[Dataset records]
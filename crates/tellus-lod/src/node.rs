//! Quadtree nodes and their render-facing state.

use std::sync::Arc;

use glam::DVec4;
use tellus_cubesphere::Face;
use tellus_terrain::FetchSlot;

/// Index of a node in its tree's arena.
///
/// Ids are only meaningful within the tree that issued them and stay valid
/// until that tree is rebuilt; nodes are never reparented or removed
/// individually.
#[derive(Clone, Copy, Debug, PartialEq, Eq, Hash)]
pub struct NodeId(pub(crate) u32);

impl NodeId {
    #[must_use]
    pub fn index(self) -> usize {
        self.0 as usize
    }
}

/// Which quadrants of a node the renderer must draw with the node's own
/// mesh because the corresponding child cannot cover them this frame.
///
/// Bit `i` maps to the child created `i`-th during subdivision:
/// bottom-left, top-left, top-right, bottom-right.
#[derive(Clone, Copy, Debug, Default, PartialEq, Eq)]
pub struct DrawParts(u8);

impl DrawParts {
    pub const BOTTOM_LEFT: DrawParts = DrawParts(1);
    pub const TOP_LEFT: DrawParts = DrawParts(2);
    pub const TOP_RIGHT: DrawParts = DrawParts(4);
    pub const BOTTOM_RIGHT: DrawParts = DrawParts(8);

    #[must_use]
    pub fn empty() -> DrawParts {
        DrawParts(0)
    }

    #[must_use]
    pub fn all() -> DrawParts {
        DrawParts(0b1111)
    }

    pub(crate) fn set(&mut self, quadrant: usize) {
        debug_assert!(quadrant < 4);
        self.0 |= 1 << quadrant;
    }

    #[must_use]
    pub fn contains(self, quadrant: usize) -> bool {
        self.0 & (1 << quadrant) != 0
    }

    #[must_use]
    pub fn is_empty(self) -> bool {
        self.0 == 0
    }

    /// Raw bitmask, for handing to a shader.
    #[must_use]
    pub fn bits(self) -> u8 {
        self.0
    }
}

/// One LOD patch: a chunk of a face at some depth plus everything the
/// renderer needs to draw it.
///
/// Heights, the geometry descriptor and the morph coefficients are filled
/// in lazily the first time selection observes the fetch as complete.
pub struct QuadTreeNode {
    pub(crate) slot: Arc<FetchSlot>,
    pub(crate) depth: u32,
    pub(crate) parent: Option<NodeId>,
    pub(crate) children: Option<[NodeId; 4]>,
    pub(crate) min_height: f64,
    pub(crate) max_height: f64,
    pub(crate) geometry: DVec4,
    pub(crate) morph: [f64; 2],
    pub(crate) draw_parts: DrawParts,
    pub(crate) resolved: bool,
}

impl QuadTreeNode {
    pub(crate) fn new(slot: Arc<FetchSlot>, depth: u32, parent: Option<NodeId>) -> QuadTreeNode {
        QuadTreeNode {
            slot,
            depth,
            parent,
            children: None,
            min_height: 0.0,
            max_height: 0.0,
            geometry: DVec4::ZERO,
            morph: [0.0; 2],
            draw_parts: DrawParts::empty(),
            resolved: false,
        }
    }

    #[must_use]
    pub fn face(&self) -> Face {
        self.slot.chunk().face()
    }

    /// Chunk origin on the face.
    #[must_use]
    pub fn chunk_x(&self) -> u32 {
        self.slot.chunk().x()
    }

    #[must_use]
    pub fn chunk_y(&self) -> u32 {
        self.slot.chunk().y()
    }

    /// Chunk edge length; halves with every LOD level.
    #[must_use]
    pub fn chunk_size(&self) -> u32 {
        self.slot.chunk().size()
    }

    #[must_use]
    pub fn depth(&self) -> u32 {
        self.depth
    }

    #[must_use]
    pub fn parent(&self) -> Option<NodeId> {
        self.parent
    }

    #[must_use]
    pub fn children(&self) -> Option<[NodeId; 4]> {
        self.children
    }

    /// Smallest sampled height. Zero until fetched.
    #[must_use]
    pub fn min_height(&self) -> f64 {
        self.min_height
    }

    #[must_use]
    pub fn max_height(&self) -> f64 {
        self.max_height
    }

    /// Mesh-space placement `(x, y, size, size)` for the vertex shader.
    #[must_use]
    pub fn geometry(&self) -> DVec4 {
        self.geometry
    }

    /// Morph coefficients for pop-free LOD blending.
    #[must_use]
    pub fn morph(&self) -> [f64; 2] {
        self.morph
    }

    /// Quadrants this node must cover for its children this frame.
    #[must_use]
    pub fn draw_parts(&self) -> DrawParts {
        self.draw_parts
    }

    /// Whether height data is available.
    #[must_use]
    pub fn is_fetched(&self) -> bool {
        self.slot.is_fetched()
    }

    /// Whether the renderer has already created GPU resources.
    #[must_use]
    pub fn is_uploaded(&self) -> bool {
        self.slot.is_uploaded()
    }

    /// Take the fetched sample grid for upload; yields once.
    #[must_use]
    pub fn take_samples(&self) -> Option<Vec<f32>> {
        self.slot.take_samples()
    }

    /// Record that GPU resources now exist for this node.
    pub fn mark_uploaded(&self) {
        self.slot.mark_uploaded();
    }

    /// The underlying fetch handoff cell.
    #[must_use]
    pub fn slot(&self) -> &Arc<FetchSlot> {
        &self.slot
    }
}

◆ **Task item**:
Word for word, copy out the records.

◆ **Answer box**:
filename crates/tellus-lod/src/node.rs
//! Quadtree nodes and their render-facing state.

use std::sync::Arc;

use glam::DVec4;
use tellus_cubesphere::Face;
use tellus_terrain::FetchSlot;

/// Index of a node in its tree's arena.
///
/// Ids are only meaningful within the tree that issued them and stay valid
/// until that tree is rebuilt; nodes are never reparented or removed
/// individually.
#[derive(Clone, Copy, Debug, PartialEq, Eq, Hash)]
pub struct NodeId(pub(crate) u32);

impl NodeId {
    #[must_use]
    pub fn index(self) -> usize {
        self.0 as usize
    }
}

/// Which quadrants of a node the renderer must draw with the node's own
/// mesh because the corresponding child cannot cover them this frame.
///
/// Bit `i` maps to the child created `i`-th during subdivision:
/// bottom-left, top-left, top-right, bottom-right.
#[derive(Clone, Copy, Debug, Default, PartialEq, Eq)]
pub struct DrawParts(u8);

impl DrawParts {
    pub const BOTTOM_LEFT: DrawParts = DrawParts(1);
    pub const TOP_LEFT: DrawParts = DrawParts(2);
    pub const TOP_RIGHT: DrawParts = DrawParts(4);
    pub const BOTTOM_RIGHT: DrawParts = DrawParts(8);

    #[must_use]
    pub fn empty() -> DrawParts {
        DrawParts(0)
    }

    #[must_use]
    pub fn all() -> DrawParts {
        DrawParts(0b1111)
    }

    pub(crate) fn set(&mut self, quadrant: usize) {
        debug_assert!(quadrant < 4);
        self.0 |= 1 << quadrant;
    }

    #[must_use]
    pub fn contains(self, quadrant: usize) -> bool {
        self.0 & (1 << quadrant) != 0
    }

    #[must_use]
    pub fn is_empty(self) -> bool {
        self.0 == 0
    }

    /// Raw bitmask, for handing to a shader.
    #[must_use]
    pub fn bits(self) -> u8 {
        self.0
    }
}

/// One LOD patch: a chunk of a face at some depth plus everything the
/// renderer needs to draw it.
///
/// Heights, the geometry descriptor and the morph coefficients are filled
/// in lazily the first time selection observes the fetch as complete.
pub struct QuadTreeNode {
    pub(crate) slot: Arc<FetchSlot>,
    pub(crate) depth: u32,
    pub(crate) parent: Option<NodeId>,
    pub(crate) children: Option<[NodeId; 4]>,
    pub(crate) min_height: f64,
    pub(crate) max_height: f64,
    pub(crate) geometry: DVec4,
    pub(crate) morph: [f64; 2],
    pub(crate) draw_parts: DrawParts,
    pub(crate) resolved: bool,
}

impl QuadTreeNode {
    pub(crate) fn new(slot: Arc<FetchSlot>, depth: u32, parent: Option<NodeId>) -> QuadTreeNode {
        QuadTreeNode {
            slot,
            depth,
            parent,
            children: None,
            min_height: 0.0,
            max_height: 0.0,
            geometry: DVec4::ZERO,
            morph: [0.0; 2],
            draw_parts: DrawParts::empty(),
            resolved: false,
        }
    }

    #[must_use]
    pub fn face(&self) -> Face {
        self.slot.chunk().face()
    }

    /// Chunk origin on the face.
    #[must_use]
    pub fn chunk_x(&self) -> u32 {
        self.slot.chunk().x()
    }

    #[must_use]
    pub fn chunk_y(&self) -> u32 {
        self.slot.chunk().y()
    }

    /// Chunk edge length; halves with every LOD level.
    #[must_use]
    pub fn chunk_size(&self) -> u32 {
        self.slot.chunk().size()
    }

    #[must_use]
    pub fn depth(&self) -> u32 {
        self.depth
    }

    #[must_use]
    pub fn parent(&self) -> Option<NodeId> {
        self.parent
    }

    #[must_use]
    pub fn children(&self) -> Option<[NodeId; 4]> {
        self.children
    }

    /// Smallest sampled height. Zero until fetched.
    #[must_use]
    pub fn min_height(&self) -> f64 {
        self.min_height
    }

    #[must_use]
    pub fn max_height(&self) -> f64 {
        self.max_height
    }

    /// Mesh-space placement `(x, y, size, size)` for the vertex shader.
    #[must_use]
    pub fn geometry(&self) -> DVec4 {
        self.geometry
    }

    /// Morph coefficients for pop-free LOD blending.
    #[must_use]
    pub fn morph(&self) -> [f64; 2] {
        self.morph
    }

    /// Quadrants this node must cover for its children this frame.
    #[must_use]
    pub fn draw_parts(&self) -> DrawParts {
        self.draw_parts
    }

    /// Whether height data is available.
    #[must_use]
    pub fn is_fetched(&self) -> bool {
        self.slot.is_fetched()
    }

    /// Whether the renderer has already created GPU resources.
    #[must_use]
    pub fn is_uploaded(&self) -> bool {
        self.slot.is_uploaded()
    }

    /// Take the fetched sample grid for upload; yields once.
    #[must_use]
    pub fn take_samples(&self) -> Option<Vec<f32>> {
        self.slot.take_samples()
    }

    /// Record that GPU resources now exist for this node.
    pub fn mark_uploaded(&self) {
        self.slot.mark_uploaded();
    }

    /// The underlying fetch handoff cell.
    #[must_use]
    pub fn slot(&self) -> &Arc<FetchSlot> {
        &self.slot
    }
}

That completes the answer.